Text Size

Student Scientists to Submit Space Station Experiments
Expedition 29 Commander Mike Fossum encouraged students to participate in the YouTube Space Lab contest via a broadcast from aboard the International Space Station. Expedition 29 Commander Mike Fossum encouraged students to participate in the YouTube Space Lab contest via a broadcast from aboard the International Space Station. (NASA)
View large image
"Your experiment, 250 miles above Earth, for the whole world to see." That is the promise made at the end of the video on the official YouTube Space Lab contest Website. NASA has partnered with Space Adventures to support this competition. Space Adventures is collaborating with YouTube and Lenovo. Armed with initiative and imagination, students have the chance to envision and design their own experiment with the ultimate prize -- flying it on the International Space Station.

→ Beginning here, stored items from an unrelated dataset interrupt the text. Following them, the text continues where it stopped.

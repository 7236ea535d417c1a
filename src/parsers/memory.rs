use super::fields;
use crate::snapshot::{MemorySummary, VmstatMemory};

/// Parses procps `vmstat -s -S K` into the FreeBSD memory summary shape.
///
/// Only `<value> K <label> memory|swap` lines are read; values are converted
/// from KiB to bytes. The buffer figure stands in for wired memory.
pub fn parse_vmstat_memory(text: &str) -> VmstatMemory {
    let mut summary = MemorySummary::default();

    for line in text.lines() {
        let words = fields(line);
        if words.len() != 4 || words[1] != "K" {
            continue;
        }
        let Ok(kib) = words[0].parse::<f64>() else {
            continue;
        };
        let bytes = kib * 1024.0;

        match (words[3], words[2]) {
            ("memory", "active") => summary.active_bytes = bytes,
            ("memory", "inactive") => summary.inactive_bytes = bytes,
            ("memory", "free") => summary.free_bytes = bytes,
            ("memory", "buffer") => summary.wired_bytes = bytes,
            ("memory", "total") => summary.total_bytes = bytes,
            ("swap", "total") => summary.swap_total_bytes = bytes,
            ("swap", "used") => summary.swap_used_bytes = bytes,
            ("swap", "free") => summary.swap_free_bytes = bytes,
            _ => {}
        }
    }

    VmstatMemory { summary }
}
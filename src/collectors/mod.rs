pub mod aggregate;
pub mod dispatch;
pub mod exec;
pub mod profile;

use crate::config::DeadlineConfig;
use crate::snapshot::{ArcSummary, DiskIoRecord, InterfaceRate, ProbeDocument, ServiceSummary, Snapshot};
use profile::Profile;
use std::collections::BTreeMap;

/// The snapshot field a probe fills.
#[derive(Debug, Clone, Copy, PartialEq, Eq, Hash)]
pub enum Field {
    Memory,
    Cpu,
    NetworkCounters,
    InterfaceRates,
    Processes,
    DiskIo,
    Arc,
    Temperatures,
    Smb,
    Nfs,
    Iscsi,
}

impl Field {
    /// The field's key in the emitted document.
    pub fn key(self) -> &'static str {
        match self {
            Field::Memory => "memory_summary",
            Field::Cpu => "vmstat_summary",
            Field::NetworkCounters => "netstat_summary",
            Field::InterfaceRates => "network_usage",
            Field::Processes => "process_stats",
            Field::DiskIo => "gstat_summary",
            Field::Arc => "zfs_arcstats",
            Field::Temperatures => "cpu_temperatures",
            Field::Smb => "smb",
            Field::Nfs => "nfs",
            Field::Iscsi => "iscsi",
        }
    }
}

/// A parsed probe result on its way to the aggregator.
#[derive(Debug, Clone, PartialEq)]
pub enum ProbeValue {
    /// The probe failed, timed out or printed nothing decodable.
    Absent,
    Document(ProbeDocument),
    DiskIo(Vec<DiskIoRecord>),
    Interfaces(Vec<InterfaceRate>),
    Arc(ArcSummary),
    Sensors(BTreeMap<String, String>),
    Service(ServiceSummary),
}

/// Runs every probe in `profile` concurrently and returns the assembled
/// snapshot. Wall time is bounded by the longest deadline in use.
pub async fn capture(profile: Profile, deadlines: &DeadlineConfig, time_t: i64) -> Snapshot {
    let handles = dispatch::dispatch(profile, deadlines);
    aggregate::assemble(handles, time_t).await
}
use serde::Serialize;
use std::collections::BTreeMap;

/// One point-in-time health document. Built once per run by the aggregator.
#[derive(Debug, Clone, Default, PartialEq, Serialize)]
pub struct Snapshot {
    pub time_t: i64,
    #[serde(skip_serializing_if = "Option::is_none")]
    pub memory_summary: Option<ProbeDocument>,
    #[serde(skip_serializing_if = "Option::is_none")]
    pub vmstat_summary: Option<ProbeDocument>,
    #[serde(skip_serializing_if = "Option::is_none")]
    pub netstat_summary: Option<ProbeDocument>,
    #[serde(skip_serializing_if = "Option::is_none")]
    pub network_usage: Option<Vec<InterfaceRate>>,
    #[serde(skip_serializing_if = "Option::is_none")]
    pub process_stats: Option<ProbeDocument>,
    #[serde(skip_serializing_if = "Option::is_none")]
    pub gstat_summary: Option<Vec<DiskIoRecord>>,
    #[serde(skip_serializing_if = "Option::is_none")]
    pub zfs_arcstats: Option<ArcSummary>,
    #[serde(skip_serializing_if = "Option::is_none")]
    pub cpu_temperatures: Option<BTreeMap<String, String>>,
    #[serde(skip_serializing_if = "Option::is_none")]
    pub smb: Option<ServiceSummary>,
    #[serde(skip_serializing_if = "Option::is_none")]
    pub nfs: Option<ServiceSummary>,
    #[serde(skip_serializing_if = "Option::is_none")]
    pub iscsi: Option<ServiceSummary>,
}

impl Snapshot {
    pub fn new(time_t: i64) -> Self {
        Self {
            time_t,
            ..Self::default()
        }
    }
}

/// A JSON-shaped probe result.
///
/// Native libxo output is carried as an opaque value and republished as-is.
/// Platforms without libxo produce the typed variants, which serialize to the
/// same shape the FreeBSD tools emit.
#[derive(Debug, Clone, PartialEq, Serialize)]
#[serde(untagged)]
pub enum ProbeDocument {
    Opaque(serde_json::Value),
    Memory(VmstatMemory),
    Cpu(CpuLoadSummary),
}

impl ProbeDocument {
    pub fn is_empty(&self) -> bool {
        match self {
            ProbeDocument::Opaque(value) => value.is_null(),
            ProbeDocument::Memory(memory) => memory.summary == MemorySummary::default(),
            ProbeDocument::Cpu(cpu) => cpu.cpu.is_empty(),
        }
    }
}

#[derive(Debug, Clone, Default, PartialEq, Serialize)]
pub struct VmstatMemory {
    #[serde(rename = "summary-statistics")]
    pub summary: MemorySummary,
}

#[derive(Debug, Clone, Default, PartialEq, Serialize)]
#[serde(rename_all = "kebab-case")]
pub struct MemorySummary {
    pub active_bytes: f64,
    pub inactive_bytes: f64,
    pub free_bytes: f64,
    #[serde(skip_serializing_if = "is_zero")]
    pub laundry_bytes: f64,
    pub wired_bytes: f64,
    #[serde(skip_serializing_if = "is_zero")]
    pub total_bytes: f64,
    pub swap_used_bytes: f64,
    pub swap_free_bytes: f64,
    pub swap_total_bytes: f64,
}

#[derive(Debug, Clone, Default, PartialEq, Serialize)]
pub struct CpuLoadSummary {
    pub cpu: Vec<CpuLoad>,
}

#[derive(Debug, Clone, PartialEq, Serialize)]
pub struct CpuLoad {
    pub idle: String,
    pub name: u32,
    pub system: String,
    pub user: String,
}

#[derive(Debug, Clone, Default, PartialEq, Serialize)]
pub struct DiskIoRecord {
    #[serde(rename = "Name")]
    pub name: String,
    #[serde(rename = "L(Q)")]
    pub queue_length: f64,
    #[serde(rename = "ops/s")]
    pub ops_per_sec: f64,
    #[serde(rename = "r/s")]
    pub reads_per_sec: f64,
    #[serde(rename = "kB r")]
    pub read_kb: f64,
    #[serde(rename = "kBps r")]
    pub read_kbps: f64,
    #[serde(rename = "ms/r")]
    pub read_latency_ms: f64,
    #[serde(rename = "w/s")]
    pub writes_per_sec: f64,
    #[serde(rename = "kB w")]
    pub write_kb: f64,
    #[serde(rename = "kBps w")]
    pub write_kbps: f64,
    #[serde(rename = "ms/w")]
    pub write_latency_ms: f64,
    #[serde(rename = "%busy")]
    pub busy_percent: f64,
}

/// Interface throughput. Rates keep the sampling tool's own text formatting.
#[derive(Debug, Clone, PartialEq, Serialize)]
pub struct InterfaceRate {
    pub name: String,
    #[serde(rename = "KB/s in")]
    pub in_kbps: String,
    #[serde(rename = "KB/s out")]
    pub out_kbps: String,
}

#[derive(Debug, Clone, Default, PartialEq, Serialize)]
pub struct ArcSummary {
    pub read: f64,
    pub miss: f64,
    #[serde(rename = "miss%")]
    pub miss_percent: f64,
    pub dmis: f64,
    #[serde(rename = "dm%")]
    pub dmis_percent: f64,
    pub pmis: f64,
    #[serde(rename = "pm%")]
    pub pmis_percent: f64,
    pub mmis: f64,
    #[serde(rename = "mm%")]
    pub mmis_percent: f64,
    pub arcsz: String,
    pub c: String,
}

impl ArcSummary {
    pub fn is_empty(&self) -> bool {
        *self == Self::default()
    }
}

#[derive(Debug, Clone, Copy, Default, PartialEq, Eq, Serialize)]
pub struct ServiceSummary {
    pub client_count: u32,
}

fn is_zero(value: &f64) -> bool {
    *value == 0.0
}

#[cfg(test)]
mod tests {
    use super::*;
    use serde_json::json;

    #[test]
    fn empty_snapshot_only_carries_timestamp() {
        let text = serde_json::to_string(&Snapshot::new(1_700_000_000)).unwrap();
        assert_eq!(text, r#"{"time_t":1700000000}"#);
    }

    #[test]
    fn memory_summary_uses_libxo_field_names() {
        let doc = ProbeDocument::Memory(VmstatMemory {
            summary: MemorySummary {
                active_bytes: 1024.0,
                free_bytes: 2048.0,
                ..MemorySummary::default()
            },
        });
        let value = serde_json::to_value(&doc).unwrap();
        let summary = &value["summary-statistics"];
        assert_eq!(summary["active-bytes"], json!(1024.0));
        assert_eq!(summary["free-bytes"], json!(2048.0));
        assert!(summary.get("laundry-bytes").is_none());
        assert!(summary.get("total-bytes").is_none());
        assert_eq!(summary["swap-total-bytes"], json!(0.0));
    }

    #[test]
    fn opaque_document_serializes_unchanged() {
        let raw = json!({"statistics": {"interface": [{"name": "em0", "received-packets": 10}]}});
        let doc = ProbeDocument::Opaque(raw.clone());
        assert_eq!(serde_json::to_value(&doc).unwrap(), raw);
        assert!(!doc.is_empty());
        assert!(ProbeDocument::Opaque(serde_json::Value::Null).is_empty());
    }

    #[test]
    fn zero_memory_and_cpu_documents_are_empty() {
        assert!(ProbeDocument::Memory(VmstatMemory::default()).is_empty());
        assert!(ProbeDocument::Cpu(CpuLoadSummary::default()).is_empty());

        let swap_only = VmstatMemory {
            summary: MemorySummary {
                swap_total_bytes: 4096.0,
                ..MemorySummary::default()
            },
        };
        assert!(!ProbeDocument::Memory(swap_only).is_empty());
    }

    #[test]
    fn disk_record_keeps_gstat_column_names() {
        let record = DiskIoRecord {
            name: "ada0".to_string(),
            busy_percent: 62.3,
            ..DiskIoRecord::default()
        };
        let value = serde_json::to_value(&record).unwrap();
        assert_eq!(value["Name"], json!("ada0"));
        assert_eq!(value["%busy"], json!(62.3));
        assert_eq!(value["kBps w"], json!(0.0));
    }
}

The contest opened on Oct. 11, 2011, and will continue to accept submissions in the form of a two-minute duration video through Dec. 7. Students age 14 to 18 can become researchers in their own right by proposing up to three separate original entries on the official YouTube Space Lab contest Website. Participants can enter as either individuals or in teams of up to three people. Entries must include an experiment question, hypothesis, method and expected results.

Part of the appeal of the contest is the prestigious panel of judges that are lined up to select the finalists, including professor Stephen Hawking, NASA's Leland Melvin, ESA astronaut Samantha Cristoforetti, JAXA astronaut Koichi Wakata and Cirque du Soleil founder Guy Laliberte, among others. The final selection includes a public vote which will begin via YouTube on Jan. 3, 2012.

"The space station really is the greatest science classroom we have," said Leland Melvin, associate administrator for education at NASA Headquarters in Washington and YouTube Space Lab judge. "This contest will capitalize on students' excitement for space exploration while engaging them in real-life scientific research and experimentation."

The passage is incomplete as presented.